For all the jostling and jockeying taking place in South Carolina ahead of this weekend’s Republican primary, little of it will be decisive.
If anything, the outcome Saturday night only stands to muddy an already messy contest to lead a deeply fractured Republican Party. Losers may not be forced to leave the race, and the still-uncertain winner will leave the state with nothing guaranteed.
The growing consensus among many senior Republicans is that there are three likely outcomes facing Republicans. Donald Trump could win enough delegates to be the nominee. Ted Cruz could do the same. Or no candidate emerges from the final primaries on June 7 with the required 1,237 delegates to win when the intra-party convention starts in Cleveland.

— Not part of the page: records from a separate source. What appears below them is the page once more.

//! Environment-sourced limiter profiles.
//!
//! Three named profiles exist: `guest`, `auth`, and `user`, each with an
//! independent capacity/window pair read from the environment:
//!
//! | variable | default |
//! |---|---|
//! | `RATE_LIMIT_GUEST_POINTS` | 50 |
//! | `RATE_LIMIT_GUEST_DURATION` | 60 (seconds) |
//! | `RATE_LIMIT_AUTH_POINTS` | 5 |
//! | `RATE_LIMIT_AUTH_DURATION` | 60 |
//! | `RATE_LIMIT_USER_POINTS` | 100 |
//! | `RATE_LIMIT_USER_DURATION` | 60 |
//!
//! Unset variables take the defaults. Present-but-invalid values (including
//! zero) are a [`ConfigError`]: the route should refuse to start rather than
//! silently default.

use crate::error::ConfigError;
use crate::http::{KeyStrategy, RouteGuard};
use crate::limiter::{Limiter, LimiterConfig};
use std::sync::Arc;
use std::time::Duration;

const DEFAULT_GUEST_POINTS: u32 = 50;
const DEFAULT_AUTH_POINTS: u32 = 5;
const DEFAULT_USER_POINTS: u32 = 100;
const DEFAULT_DURATION_SECS: u64 = 60;

/// Named limiter profile.
#[derive(Debug, Clone, Copy, PartialEq, Eq)]
pub enum Profile {
    /// Unauthenticated traffic, keyed by IP.
    Guest,
    /// Authentication endpoints (login, OTP), keyed by IP and deliberately
    /// tight.
    Auth,
    /// Authenticated traffic, keyed by principal with IP fallback.
    User,
}

impl Profile {
    pub fn as_str(&self) -> &'static str {
        match self {
            Self::Guest => "guest",
            Self::Auth => "auth",
            Self::User => "user",
        }
    }

    /// Key strategy the profile's guard uses.
    pub fn key_strategy(&self) -> KeyStrategy {
        match self {
            Self::Guest | Self::Auth => KeyStrategy::Ip,
            Self::User => KeyStrategy::PrincipalOrIp,
        }
    }

    fn env_suffix(&self) -> &'static str {
        match self {
            Self::Guest => "GUEST",
            Self::Auth => "AUTH",
            Self::User => "USER",
        }
    }

    fn default_points(&self) -> u32 {
        match self {
            Self::Guest => DEFAULT_GUEST_POINTS,
            Self::Auth => DEFAULT_AUTH_POINTS,
            Self::User => DEFAULT_USER_POINTS,
        }
    }
}

/// Capacity/window settings for the three profiles.
#[derive(Debug, Clone, Copy, PartialEq, Eq)]
pub struct ProfileSettings {
    pub guest: LimiterConfig,
    pub auth: LimiterConfig,
    pub user: LimiterConfig,
}

impl ProfileSettings {
    /// Resolve settings from the process environment.
    pub fn from_env() -> Result<Self, ConfigError> {
        Self::from_lookup(|name| std::env::var(name).ok())
    }

    /// Resolve settings from an arbitrary variable lookup.
    ///
    /// Lets tests (or alternative config sources) supply variables without
    /// mutating the process environment.
    pub fn from_lookup<F>(lookup: F) -> Result<Self, ConfigError>
    where
        F: Fn(&str) -> Option<String>,
    {
        Ok(Self {
            guest: profile_config(&lookup, Profile::Guest)?,
            auth: profile_config(&lookup, Profile::Auth)?,
            user: profile_config(&lookup, Profile::User)?,
        })
    }

    /// The settings for one profile.
    pub fn get(&self, profile: Profile) -> LimiterConfig {
        match profile {
            Profile::Guest => self.guest,
            Profile::Auth => self.auth,
            Profile::User => self.user,
        }
    }
}

fn profile_config<F>(lookup: &F, profile: Profile) -> Result<LimiterConfig, ConfigError>
where
    F: Fn(&str) -> Option<String>,
{
    let points = env_number::<F, u32>(lookup, &format!("RATE_LIMIT_{}_POINTS", profile.env_suffix()))?
        .unwrap_or_else(|| profile.default_points());
    let duration =
        env_number::<F, u64>(lookup, &format!("RATE_LIMIT_{}_DURATION", profile.env_suffix()))?
            .unwrap_or(DEFAULT_DURATION_SECS);
    LimiterConfig::new(points, Duration::from_secs(duration))
}

fn env_number<F, N>(lookup: &F, name: &str) -> Result<Option<N>, ConfigError>
where
    F: Fn(&str) -> Option<String>,
    N: std::str::FromStr,
{
    match lookup(name) {
        None => Ok(None),
        Some(raw) => raw.trim().parse().map(Some).map_err(|_| ConfigError::InvalidEnvVar {
            name: name.to_owned(),
            value: raw,
        }),
    }
}

/// One configured limiter per profile, each tracking its own buckets.
///
/// Construct once at startup and hand out guards to the routing layer; the
/// limiters are owned here rather than living in process-wide singletons.
#[derive(Debug, Clone)]
pub struct ProfileSet {
    guest: Arc<Limiter>,
    auth: Arc<Limiter>,
    user: Arc<Limiter>,
}

impl ProfileSet {
    /// Build the three limiters from resolved settings.
    pub fn new(settings: ProfileSettings) -> Self {
        Self {
            guest: Arc::new(Limiter::new(settings.guest)),
            auth: Arc::new(Limiter::new(settings.auth)),
            user: Arc::new(Limiter::new(settings.user)),
        }
    }

    /// Build the three limiters straight from the process environment.
    pub fn from_env() -> Result<Self, ConfigError> {
        Ok(Self::new(ProfileSettings::from_env()?))
    }

    /// The limiter backing one profile.
    pub fn limiter(&self, profile: Profile) -> &Arc<Limiter> {
        match profile {
            Profile::Guest => &self.guest,
            Profile::Auth => &self.auth,
            Profile::User => &self.user,
        }
    }

    /// A route guard for one profile, using its canonical key strategy.
    pub fn guard(&self, profile: Profile) -> RouteGuard {
        RouteGuard::new(self.limiter(profile).clone(), profile.key_strategy())
    }
}
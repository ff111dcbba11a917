#![forbid(unsafe_code)]
#![deny(warnings)]
#![cfg_attr(not(test), deny(clippy::all))]

//! # Turnstile
//!
//! Keyed request admission control: fixed-window rate limiting with pluggable
//! key extraction and HTTP middleware.
//!
//! ## Features
//!
//! - **Fixed-window limiter** with lazy per-key buckets and explicit refill
//!   semantics, safe under concurrent use
//! - **Tower middleware** that guards any service behind a limiter
//! - **Axum adapter** answering HTTP 429 with a JSON body and `Retry-After`
//! - **Named profiles** (guest / auth / user) sourced from the environment
//! - **Injectable clock** for deterministic window-expiry tests
//!
//! ## Quick Start
//!
//! ```rust
//! use std::time::Duration;
//! use turnstile::{Limiter, LimiterConfig};
//!
//! # fn main() -> Result<(), turnstile::ConfigError> {
//! let limiter = Limiter::new(LimiterConfig::new(3, Duration::from_secs(60))?);
//!
//! for _ in 0..3 {
//!     assert!(limiter.consume("1.2.3.4").is_admitted());
//! }
//! assert!(!limiter.consume("1.2.3.4").is_admitted());
//! # Ok(())
//! # }
//! ```

mod bucket;

pub mod clock;
pub mod config;
pub mod error;
pub mod http;
pub mod limiter;
pub mod middleware;

// Re-exports
pub use clock::{Clock, ManualClock, MonotonicClock};
pub use config::{Profile, ProfileSet, ProfileSettings};
pub use error::{AdmissionError, ConfigError};
pub use http::{KeyStrategy, Principal, RouteGuard};
pub use limiter::{Limiter, LimiterConfig, Outcome};
pub use middleware::{AdmissionLayer, AdmissionService, KeyExtractor};
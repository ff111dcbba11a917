//! Tower middleware that guards a service behind a [`Limiter`].
//!
//! The layer doesn't know how requests are keyed; a [`KeyExtractor`] supplied
//! by the caller derives the identity string from each request. On admission
//! the request passes through unchanged; on rejection the call short-circuits
//! with [`AdmissionError::RateLimited`] and the inner service is never
//! invoked. Mapping the rejection to a transport response (HTTP 429, a gRPC
//! status, ...) is the caller's concern; the [`crate::http`] module does it
//! for axum.

use crate::error::AdmissionError;
use crate::limiter::{Limiter, Outcome};
use std::future::Future;
use std::pin::Pin;
use std::sync::Arc;
use std::task::{Context, Poll};
use tower_layer::Layer;
use tower_service::Service;

/// Derives the admission key for a request.
///
/// Implemented for any `Fn(&Req) -> String` closure. Keys must be non-empty;
/// requests mapping to the same key share one bucket.
pub trait KeyExtractor<Req>: Send + Sync {
    fn key(&self, req: &Req) -> String;
}

impl<Req, F> KeyExtractor<Req> for F
where
    F: Fn(&Req) -> String + Send + Sync,
{
    fn key(&self, req: &Req) -> String {
        self(req)
    }
}

/// A layer that enforces admission control using a [`Limiter`].
#[derive(Debug)]
pub struct AdmissionLayer<K> {
    limiter: Arc<Limiter>,
    key_fn: Arc<K>,
}

impl<K> AdmissionLayer<K> {
    /// Create a new admission layer around a shared limiter.
    pub fn new(limiter: Arc<Limiter>, key_fn: K) -> Self {
        Self { limiter, key_fn: Arc::new(key_fn) }
    }
}

impl<K> Clone for AdmissionLayer<K> {
    fn clone(&self) -> Self {
        Self { limiter: self.limiter.clone(), key_fn: self.key_fn.clone() }
    }
}

impl<S, K> Layer<S> for AdmissionLayer<K> {
    type Service = AdmissionService<S, K>;

    fn layer(&self, inner: S) -> Self::Service {
        AdmissionService {
            inner,
            limiter: self.limiter.clone(),
            key_fn: self.key_fn.clone(),
        }
    }
}

/// Middleware service that enforces admission control.
#[derive(Debug)]
pub struct AdmissionService<S, K> {
    inner: S,
    limiter: Arc<Limiter>,
    key_fn: Arc<K>,
}

impl<S: Clone, K> Clone for AdmissionService<S, K> {
    fn clone(&self) -> Self {
        Self {
            inner: self.inner.clone(),
            limiter: self.limiter.clone(),
            key_fn: self.key_fn.clone(),
        }
    }
}

impl<S, K, Req> Service<Req> for AdmissionService<S, K>
where
    S: Service<Req> + Clone + Send + 'static,
    S::Future: Send + 'static,
    K: KeyExtractor<Req>,
    Req: Send + 'static,
{
    type Response = S::Response;
    type Error = AdmissionError<S::Error>;
    type Future = Pin<Box<dyn Future<Output = Result<Self::Response, Self::Error>> + Send>>;

    fn poll_ready(&mut self, cx: &mut Context<'_>) -> Poll<Result<(), Self::Error>> {
        self.inner.poll_ready(cx).map_err(AdmissionError::Inner)
    }

    fn call(&mut self, req: Req) -> Self::Future {
        let key = self.key_fn.key(&req);

        // The limiter is synchronous, so decide before entering the future.
        match self.limiter.consume(&key) {
            Outcome::Admitted { .. } => {
                let mut inner = self.inner.clone();
                Box::pin(async move { inner.call(req).await.map_err(AdmissionError::Inner) })
            }
            Outcome::Rejected { retry_after } => {
                tracing::warn!(%key, "admission rejected");
                Box::pin(async move { Err(AdmissionError::RateLimited { retry_after }) })
            }
        }
    }
}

That means the remaining candidates with a claim to party establishment backing—Florida Sen. Marco Rubio, Ohio Gov. John Kasich and former Florida Gov. Jeb Bush—see their chances for winning the nomination before the July convention dwindling. National and early-state polls have shown Trump and Cruz polling with a combined share of more than half of party voters. The also-rans do not have a clear path, barring a sudden collapse in support for Trump or Cruz, to cobble together sufficient support to put up a roadblock to the outsiders’ aggressions, even if two of the candidates agreed to drop out to unite behind the third.